For large documents, reach for dynamic filtering
When you need only a specific section out of a long PDF or a huge document, the newer tool version web_fetch_20260209 helps. Here Claude writes code to filter the fetched body before it loads into context, keeping only what you need and discarding the rest, which holds token use down while preserving accuracy.
resp = client.messages.create( model="claude-opus-4-8", max_tokens=4096, messages=[ { "role": "user", "content": "From this long PDF, extract only the passages about pricing: " "https://example.com/whitepaper.pdf", } ], tools=[ {"type": "web_fetch_20260209", "name": "web_fetch"}, {"type": "code_execution_20250825", "name": "code_execution"}, ],)

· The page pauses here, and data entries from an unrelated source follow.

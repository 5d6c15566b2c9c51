//! SQLite-backed record store for books and their attached files.
//!
//! The store owns a single connection behind an async mutex and is cheap to
//! clone; construct it once and hand clones to the catalog and the upload
//! coordinator. Every operation is a single statement, so there is nothing
//! to roll back. Timestamps are stored as RFC 3339 text, which sorts
//! chronologically.

use std::path::Path;
use std::sync::Arc;

use chrono::{DateTime, Utc};
use rusqlite::types::Type;
use rusqlite::{Connection, OptionalExtension, params};
use tokio::sync::Mutex;

use crate::error::{StoreError, StoreResult};
use crate::model::{Book, BookPatch, FileRecord, NewBook};

const SCHEMA: &str = "
PRAGMA foreign_keys = ON;

CREATE TABLE IF NOT EXISTS books (
    id INTEGER PRIMARY KEY AUTOINCREMENT,
    title TEXT NOT NULL,
    author TEXT NOT NULL,
    isbn TEXT UNIQUE,
    published_year INTEGER,
    genre TEXT,
    created_at TEXT NOT NULL,
    updated_at TEXT NOT NULL
);

CREATE TABLE IF NOT EXISTS files (
    id INTEGER PRIMARY KEY AUTOINCREMENT,
    book_id INTEGER NOT NULL,
    filename TEXT NOT NULL,
    object_name TEXT NOT NULL,
    created_at TEXT NOT NULL,
    FOREIGN KEY(book_id) REFERENCES books(id) ON DELETE CASCADE
);
";

/// Most-recently-created first; id breaks ties between equal timestamps.
const BOOK_ORDER: &str = "ORDER BY created_at DESC, id DESC";

const BOOK_COLUMNS: &str = "id, title, author, isbn, published_year, genre, created_at, updated_at";

/// Handle to the SQLite store. Clones share one connection.
#[derive(Clone)]
pub struct BookStore {
    conn: Arc<Mutex<Connection>>,
}

impl BookStore {
    /// Open (or create) the database at `path` and apply the schema.
    ///
    /// Schema creation is idempotent, so opening an existing database is
    /// safe. `AUTOINCREMENT` keeps deleted ids from being reused.
    pub fn open(path: impl AsRef<Path>) -> StoreResult<Self> {
        let path = path.as_ref();
        let conn = Connection::open(path).map_err(|e| StoreError::Open {
            path: path.display().to_string(),
            source: e,
        })?;
        conn.execute_batch(SCHEMA).map_err(|e| StoreError::Open {
            path: path.display().to_string(),
            source: e,
        })?;
        tracing::debug!(path = %path.display(), "opened book store");
        Ok(Self {
            conn: Arc::new(Mutex::new(conn)),
        })
    }

    /// All books, most-recently-created first.
    pub async fn list_books(&self) -> StoreResult<Vec<Book>> {
        let conn = self.conn.lock().await;
        let mut stmt = conn
            .prepare(&format!("SELECT {BOOK_COLUMNS} FROM books {BOOK_ORDER}"))
            .map_err(|e| StoreError::Sqlite { source: e })?;
        let books = stmt
            .query_map([], book_from_row)
            .and_then(|rows| rows.collect::<rusqlite::Result<Vec<_>>>())
            .map_err(|e| StoreError::Sqlite { source: e })?;
        Ok(books)
    }

    /// Look a book up by id. Absence is a valid empty result.
    pub async fn get_book(&self, id: i64) -> StoreResult<Option<Book>> {
        let conn = self.conn.lock().await;
        conn.query_row(
            &format!("SELECT {BOOK_COLUMNS} FROM books WHERE id = ?1"),
            params![id],
            book_from_row,
        )
        .optional()
        .map_err(|e| StoreError::Sqlite { source: e })
    }

    /// Insert a new book and return its assigned id.
    ///
    /// `created_at` and `updated_at` are set to the same instant. A
    /// colliding ISBN yields [`StoreError::DuplicateIsbn`].
    pub async fn create_book(&self, book: &NewBook) -> StoreResult<i64> {
        let conn = self.conn.lock().await;
        let now = Utc::now().to_rfc3339();
        conn.execute(
            "INSERT INTO books (title, author, isbn, published_year, genre, created_at, updated_at)
             VALUES (?1, ?2, ?3, ?4, ?5, ?6, ?6)",
            params![
                book.title,
                book.author,
                book.isbn,
                book.published_year,
                book.genre,
                now
            ],
        )
        .map_err(|e| {
            if is_unique_violation(&e) {
                StoreError::DuplicateIsbn {
                    isbn: book.isbn.clone().unwrap_or_default(),
                }
            } else {
                StoreError::Sqlite { source: e }
            }
        })?;
        Ok(conn.last_insert_rowid())
    }

    /// Apply a partial update. Absent patch fields retain their stored
    /// values via COALESCE; `updated_at` is always refreshed.
    ///
    /// Returns the affected-row count: 0 when the id does not exist, which
    /// is not an error (a concurrent delete between a caller's existence
    /// check and this call must stay silent).
    pub async fn update_book(&self, id: i64, patch: &BookPatch) -> StoreResult<usize> {
        let conn = self.conn.lock().await;
        let now = Utc::now().to_rfc3339();
        conn.execute(
            "UPDATE books
             SET title = COALESCE(?1, title),
                 author = COALESCE(?2, author),
                 isbn = COALESCE(?3, isbn),
                 published_year = COALESCE(?4, published_year),
                 genre = COALESCE(?5, genre),
                 updated_at = ?6
             WHERE id = ?7",
            params![
                patch.title,
                patch.author,
                patch.isbn,
                patch.published_year,
                patch.genre,
                now,
                id
            ],
        )
        .map_err(|e| {
            if is_unique_violation(&e) {
                StoreError::DuplicateIsbn {
                    isbn: patch.isbn.clone().unwrap_or_default(),
                }
            } else {
                StoreError::Sqlite { source: e }
            }
        })
    }

    /// Delete a book row. Attached file rows cascade. Returns the
    /// affected-row count (0 when absent, not an error).
    pub async fn delete_book(&self, id: i64) -> StoreResult<usize> {
        let conn = self.conn.lock().await;
        conn.execute("DELETE FROM books WHERE id = ?1", params![id])
            .map_err(|e| StoreError::Sqlite { source: e })
    }

    /// Books whose title, author, or genre contains `query`,
    /// case-insensitively, in the same order as [`list_books`]. The empty
    /// query matches every book.
    pub async fn search_books(&self, query: &str) -> StoreResult<Vec<Book>> {
        let conn = self.conn.lock().await;
        let pattern = format!("%{}%", query.to_lowercase());
        let mut stmt = conn
            .prepare(&format!(
                "SELECT {BOOK_COLUMNS} FROM books
                 WHERE LOWER(title) LIKE ?1
                    OR LOWER(author) LIKE ?1
                    OR LOWER(genre) LIKE ?1
                 {BOOK_ORDER}"
            ))
            .map_err(|e| StoreError::Sqlite { source: e })?;
        let books = stmt
            .query_map(params![pattern], book_from_row)
            .and_then(|rows| rows.collect::<rusqlite::Result<Vec<_>>>())
            .map_err(|e| StoreError::Sqlite { source: e })?;
        Ok(books)
    }

    /// Record an uploaded file against a book and return the stored row.
    ///
    /// A `book_id` that references no book yields
    /// [`StoreError::MissingBook`]; the catalog pre-checks and reports a
    /// domain not-found before the constraint can fire.
    pub async fn create_file(
        &self,
        book_id: i64,
        filename: &str,
        object_name: &str,
    ) -> StoreResult<FileRecord> {
        let conn = self.conn.lock().await;
        let now = Utc::now();
        conn.execute(
            "INSERT INTO files (book_id, filename, object_name, created_at)
             VALUES (?1, ?2, ?3, ?4)",
            params![book_id, filename, object_name, now.to_rfc3339()],
        )
        .map_err(|e| {
            if is_foreign_key_violation(&e) {
                StoreError::MissingBook { book_id }
            } else {
                StoreError::Sqlite { source: e }
            }
        })?;
        Ok(FileRecord {
            id: conn.last_insert_rowid(),
            book_id,
            filename: filename.to_string(),
            object_name: object_name.to_string(),
            created_at: now,
        })
    }

    /// Files attached to a book, in creation order. An unknown book yields
    /// an empty list; this layer does not distinguish the two cases.
    pub async fn files_for_book(&self, book_id: i64) -> StoreResult<Vec<FileRecord>> {
        let conn = self.conn.lock().await;
        let mut stmt = conn
            .prepare(
                "SELECT id, book_id, filename, object_name, created_at
                 FROM files WHERE book_id = ?1 ORDER BY created_at ASC, id ASC",
            )
            .map_err(|e| StoreError::Sqlite { source: e })?;
        let files = stmt
            .query_map(params![book_id], file_from_row)
            .and_then(|rows| rows.collect::<rusqlite::Result<Vec<_>>>())
            .map_err(|e| StoreError::Sqlite { source: e })?;
        Ok(files)
    }
}

fn book_from_row(row: &rusqlite::Row<'_>) -> rusqlite::Result<Book> {
    Ok(Book {
        id: row.get(0)?,
        title: row.get(1)?,
        author: row.get(2)?,
        isbn: row.get(3)?,
        published_year: row.get(4)?,
        genre: row.get(5)?,
        created_at: parse_timestamp(6, row.get(6)?)?,
        updated_at: parse_timestamp(7, row.get(7)?)?,
    })
}

fn file_from_row(row: &rusqlite::Row<'_>) -> rusqlite::Result<FileRecord> {
    Ok(FileRecord {
        id: row.get(0)?,
        book_id: row.get(1)?,
        filename: row.get(2)?,
        object_name: row.get(3)?,
        created_at: parse_timestamp(4, row.get(4)?)?,
    })
}

fn parse_timestamp(idx: usize, value: String) -> rusqlite::Result<DateTime<Utc>> {
    DateTime::parse_from_rfc3339(&value)
        .map(|dt| dt.with_timezone(&Utc))
        .map_err(|e| rusqlite::Error::FromSqlConversionFailure(idx, Type::Text, Box::new(e)))
}

fn is_unique_violation(err: &rusqlite::Error) -> bool {
    matches!(
        err,
        rusqlite::Error::SqliteFailure(e, _)
            if e.extended_code == rusqlite::ffi::SQLITE_CONSTRAINT_UNIQUE
    )
}

fn is_foreign_key_violation(err: &rusqlite::Error) -> bool {
    matches!(
        err,
        rusqlite::Error::SqliteFailure(e, _)
            if e.extended_code == rusqlite::ffi::SQLITE_CONSTRAINT_FOREIGNKEY
    )
}
//! XDG-compliant path resolution for libris.
//!
//! Provides `LibrisPaths` following the XDG Base Directory Specification:
//! config under `$XDG_CONFIG_HOME`, the default database under
//! `$XDG_DATA_HOME`, the server log under `$XDG_STATE_HOME`, and the PID
//! file under `$XDG_RUNTIME_DIR`.

use std::path::PathBuf;

use miette::Diagnostic;
use thiserror::Error;

/// Errors from path resolution.
#[derive(Debug, Error, Diagnostic)]
pub enum PathError {
    #[error("cannot determine home directory")]
    #[diagnostic(
        code(libris::paths::no_home),
        help("Set the HOME environment variable or ensure a valid user profile exists.")
    )]
    NoHome,

    #[error("failed to create directory: {path}")]
    #[diagnostic(
        code(libris::paths::create_dir),
        help("Check that the parent directory exists and you have write permissions.")
    )]
    CreateDir {
        path: String,
        #[source]
        source: std::io::Error,
    },
}

pub type PathResult<T> = std::result::Result<T, PathError>;

/// Global XDG-compliant directories for libris.
#[derive(Debug, Clone)]
pub struct LibrisPaths {
    /// `$XDG_CONFIG_HOME/libris/`
    pub config_dir: PathBuf,
    /// `$XDG_DATA_HOME/libris/`
    pub data_dir: PathBuf,
    /// `$XDG_STATE_HOME/libris/`
    pub state_dir: PathBuf,
    /// `$XDG_RUNTIME_DIR/libris/` (falls back to `state_dir/run/`)
    pub runtime_dir: PathBuf,
}

impl LibrisPaths {
    /// Resolve XDG directories from environment variables with standard fallbacks.
    pub fn resolve() -> PathResult<Self> {
        let home = std::env::var("HOME")
            .map(PathBuf::from)
            .map_err(|_| PathError::NoHome)?;

        let config_dir = std::env::var("XDG_CONFIG_HOME")
            .map(PathBuf::from)
            .unwrap_or_else(|_| home.join(".config"))
            .join("libris");

        let data_dir = std::env::var("XDG_DATA_HOME")
            .map(PathBuf::from)
            .unwrap_or_else(|_| home.join(".local/share"))
            .join("libris");

        let state_dir = std::env::var("XDG_STATE_HOME")
            .map(PathBuf::from)
            .unwrap_or_else(|_| home.join(".local/state"))
            .join("libris");

        let runtime_dir = std::env::var("XDG_RUNTIME_DIR")
            .map(|d| PathBuf::from(d).join("libris"))
            .unwrap_or_else(|_| state_dir.join("run"));

        Ok(Self {
            config_dir,
            data_dir,
            state_dir,
            runtime_dir,
        })
    }

    /// Create all base directories. Idempotent.
    pub fn ensure_dirs(&self) -> PathResult<()> {
        for dir in [
            &self.config_dir,
            &self.data_dir,
            &self.state_dir,
            &self.runtime_dir,
            &self.state_dir.join("logs"),
        ] {
            std::fs::create_dir_all(dir).map_err(|e| PathError::CreateDir {
                path: dir.display().to_string(),
                source: e,
            })?;
        }
        Ok(())
    }

    /// Path to the config file.
    pub fn config_file(&self) -> PathBuf {
        self.config_dir.join("config.toml")
    }

    /// Path to the server PID file.
    pub fn pid_file(&self) -> PathBuf {
        self.runtime_dir.join("librisd.pid")
    }

    /// Path to the server log file (used by `--daemon` and `server logs`).
    pub fn log_file(&self) -> PathBuf {
        self.state_dir.join("logs").join("librisd.log")
    }
}

#[cfg(test)]
mod tests {
    use super::*;

    #[test]
    fn resolved_dirs_are_namespaced() {
        let paths = LibrisPaths::resolve().unwrap();
        assert!(
            paths.config_dir.to_string_lossy().contains("libris"),
            "config_dir should contain 'libris': {}",
            paths.config_dir.display()
        );
        assert!(
            paths.data_dir.to_string_lossy().contains("libris"),
            "data_dir should contain 'libris': {}",
            paths.data_dir.display()
        );
    }

    #[test]
    fn files_derive_from_dirs() {
        let paths = LibrisPaths {
            config_dir: PathBuf::from("/cfg/libris"),
            data_dir: PathBuf::from("/data/libris"),
            state_dir: PathBuf::from("/state/libris"),
            runtime_dir: PathBuf::from("/run/libris"),
        };

        assert_eq!(paths.config_file(), PathBuf::from("/cfg/libris/config.toml"));
        assert_eq!(paths.pid_file(), PathBuf::from("/run/libris/librisd.pid"));
        assert_eq!(
            paths.log_file(),
            PathBuf::from("/state/libris/logs/librisd.log")
        );
    }

    #[test]
    fn ensure_dirs_is_idempotent() {
        let tmp = tempfile::TempDir::new().unwrap();
        let paths = LibrisPaths {
            config_dir: tmp.path().join("config"),
            data_dir: tmp.path().join("data"),
            state_dir: tmp.path().join("state"),
            runtime_dir: tmp.path().join("run"),
        };

        paths.ensure_dirs().unwrap();
        paths.ensure_dirs().unwrap();
        assert!(paths.config_dir.is_dir());
        assert!(paths.state_dir.join("logs").is_dir());
    }
}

Dynamic filtering requires the code execution tool to be enabled, and note that supported models are limited (newer generations such as Fable 5 and Opus 4.8). Conversely, if the page you fetch is small to begin with, the benefit is thin and the setup more complex. My own split is: a page of a few kB goes through the classic web_fetch_20250910, while a research-paper PDF in the hundreds-of-thousands-of-tokens range goes through web_fetch_20260209. Choosing by how much content you pull in, rather than by how new the tool version is, makes both the results and the cost easier to predict.
One next step
Pin a single trusted documentation page with allowed_domains, cap it with max_content_tokens set to 8,000, and have that minimal setup summarize it. Log both retrieved_at and any error codes there, and the production behavior becomes far easier to read once you ship it. Details of the spec do shift, so confirm the tool version and beta header in the official Anthropic documentation each time.
Reading primary sources directly is an unglamorous step, but it moved the needle on factual accuracy more than almost anything else. I hope it helps if you're wrestling with the same accuracy problem in your own generation.